Ranjith
    You can definitely change the number of buckets in a hive table even after 
its creation. You need to issue an alter table command that contains the 
CLUSTERED BY and/or SORTED BY clauses used by your table. For example if I have 
a table whose DDL looks like this

CREATE EXTERNAL TABLE employee
(
  emp_id STRING, emp_name STRING,
  dept STRING, location STRING,
)
CLUSTERED BY(dept,location) SORTED BY(dept,location) INTO 15 BUCKETS ;

You can ALTER the number of BUCKETS using the ALTER TABLE command as


ALTER TABLE employee CLUSTERED BY(dept,location) SORTED BY(dept,location) INTO 
20 BUCKETS ;


The one major factor you need to consider here is that if you are using 
sampling queries on a partitioned - bucketed tables, you need to keep in mind 
that the older partitions may have different number of buckets where as the new 
partitions after the ALTER statement would have a different number of buckets.

Hope it helps!...

Regards
Bejoy.K.S



________________________________
 From: "Raghunath, Ranjith" <ranjith.raghuna...@usaa.com>
To: "'user@hive.apache.org'" <user@hive.apache.org>; "'bejoy...@yahoo.com'" 
<bejoy...@yahoo.com> 
Sent: Friday, December 16, 2011 10:48 AM
Subject: Re: bucketing in hive
 

Thanks Bejoy.

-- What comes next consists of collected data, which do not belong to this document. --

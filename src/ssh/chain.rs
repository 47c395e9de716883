// ABOUTME: Compiles a sequence of shell commands into one remote invocation.
// ABOUTME: Each command runs only if the previous one succeeded.

use super::error::{Error, Result};

/// An ordered list of commands joined with the shell's AND operator.
///
/// Commands containing their own control operators (`;`, `&`, `|`, newlines,
/// comments) are wrapped in a brace group so the AND applies to the command
/// as a whole. Brace groups run in the current shell, so `cd` and exported
/// variables carry over to later commands the same way they would when
/// typing the commands one after another.
#[derive(Debug, Clone, Default, PartialEq, Eq)]
pub struct CommandChain {
    commands: Vec<String>,
}

impl CommandChain {
    pub const AND: &'static str = " && ";

    pub fn new() -> Self {
        Self::default()
    }

    pub fn then(mut self, command: impl Into<String>) -> Self {
        self.push(command);
        self
    }

    pub fn push(&mut self, command: impl Into<String>) {
        self.commands.push(command.into());
    }

    pub fn len(&self) -> usize {
        self.commands.len()
    }

    pub fn is_empty(&self) -> bool {
        self.commands.is_empty()
    }

    pub fn commands(&self) -> &[String] {
        &self.commands
    }

    /// Render the chain as a single shell command line.
    ///
    /// Blank commands are dropped, as a shell would treat them as no-ops.
    pub fn render(&self) -> Result<String> {
        let parts: Vec<String> = self
            .commands
            .iter()
            .map(|c| c.trim())
            .filter(|c| !c.is_empty())
            .map(group_if_compound)
            .collect();

        if parts.is_empty() {
            return Err(Error::EmptyChain);
        }
        Ok(parts.join(Self::AND))
    }
}

impl<S: Into<String>> FromIterator<S> for CommandChain {
    fn from_iter<I: IntoIterator<Item = S>>(iter: I) -> Self {
        Self {
            commands: iter.into_iter().map(Into::into).collect(),
        }
    }
}

fn group_if_compound(command: &str) -> String {
    if command.starts_with('#') {
        // A group holding only a comment is a syntax error; `:` gives it a command.
        format!("{{ :; {}\n}}", command)
    } else if command.contains([';', '&', '|', '\n', '#']) {
        // The newline terminates the last command even if it ends in `&`.
        format!("{{ {}\n}}", command)
    } else {
        command.to_string()
    }
}

#[cfg(test)]
mod tests {
    use super::*;

    #[test]
    fn joins_simple_commands_with_and() {
        let chain: CommandChain = ["apt-get update", "apt-get install -y iperf3"]
            .into_iter()
            .collect();
        assert_eq!(
            chain.render().unwrap(),
            "apt-get update && apt-get install -y iperf3"
        );
    }

    #[test]
    fn single_command_is_unchanged() {
        let chain = CommandChain::new().then("echo hi");
        assert_eq!(chain.render().unwrap(), "echo hi");
    }

    #[test]
    fn compound_commands_are_grouped() {
        let chain = CommandChain::new()
            .then("cd /tmp; ls")
            .then("cat a | grep b")
            .then("echo done");
        assert_eq!(
            chain.render().unwrap(),
            "{ cd /tmp; ls\n} && { cat a | grep b\n} && echo done"
        );
    }

    #[test]
    fn comment_only_command_gets_a_no_op() {
        let chain = CommandChain::new().then("# note").then("echo x");
        assert_eq!(chain.render().unwrap(), "{ :; # note\n} && echo x");
    }

    #[test]
    fn background_command_stays_valid() {
        let chain = CommandChain::new().then("sleep 5 &").then("echo started");
        assert_eq!(chain.render().unwrap(), "{ sleep 5 &\n} && echo started");
    }

    #[test]
    fn blank_commands_are_skipped() {
        let chain = CommandChain::new().then("  ").then("true").then("");
        assert_eq!(chain.render().unwrap(), "true");
    }

    #[test]
    fn empty_chain_is_rejected() {
        assert!(matches!(CommandChain::new().render(), Err(Error::EmptyChain)));
        let blank: CommandChain = ["", " "].into_iter().collect();
        assert!(matches!(blank.render(), Err(Error::EmptyChain)));
    }
}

Appreciate the insight. 

Do you know of altering the number of buckets once a table has been set up? 

Thanks, 
Ranjith 
 

From: Bejoy Ks [mailto:bejoy...@yahoo.com] 
Sent: Thursday, December 15, 2011 06:13 AM
To: user@hive.apache.org <user@hive.apache.org>; hive dev list 
<d...@hive.apache.org> 
Subject: Re: bucketing in hive 
 

Hi Ranjith
    I'm not aware of any Dynamic Bucketing in hive where as there is 
definitely  Dynamic Partitions available. Your partitions/sub partitions would 
be generated on the fly/dynamically based on the value of a particular column 
.The records with same values for that column would go into the same partition. 
But  Dynamic Partition load can't happen with a LOAD DATA statement as it 
requires running mapreduce job, You can utilize dynamic partitions in 2 steps 
for delimited files
- Load delimited file into a non partitioned table in hive using LOAD DATA

- Load data into destination table from the source table using INSERT OVERWRITE 
- here a MR job would be triggered that would do the job for you.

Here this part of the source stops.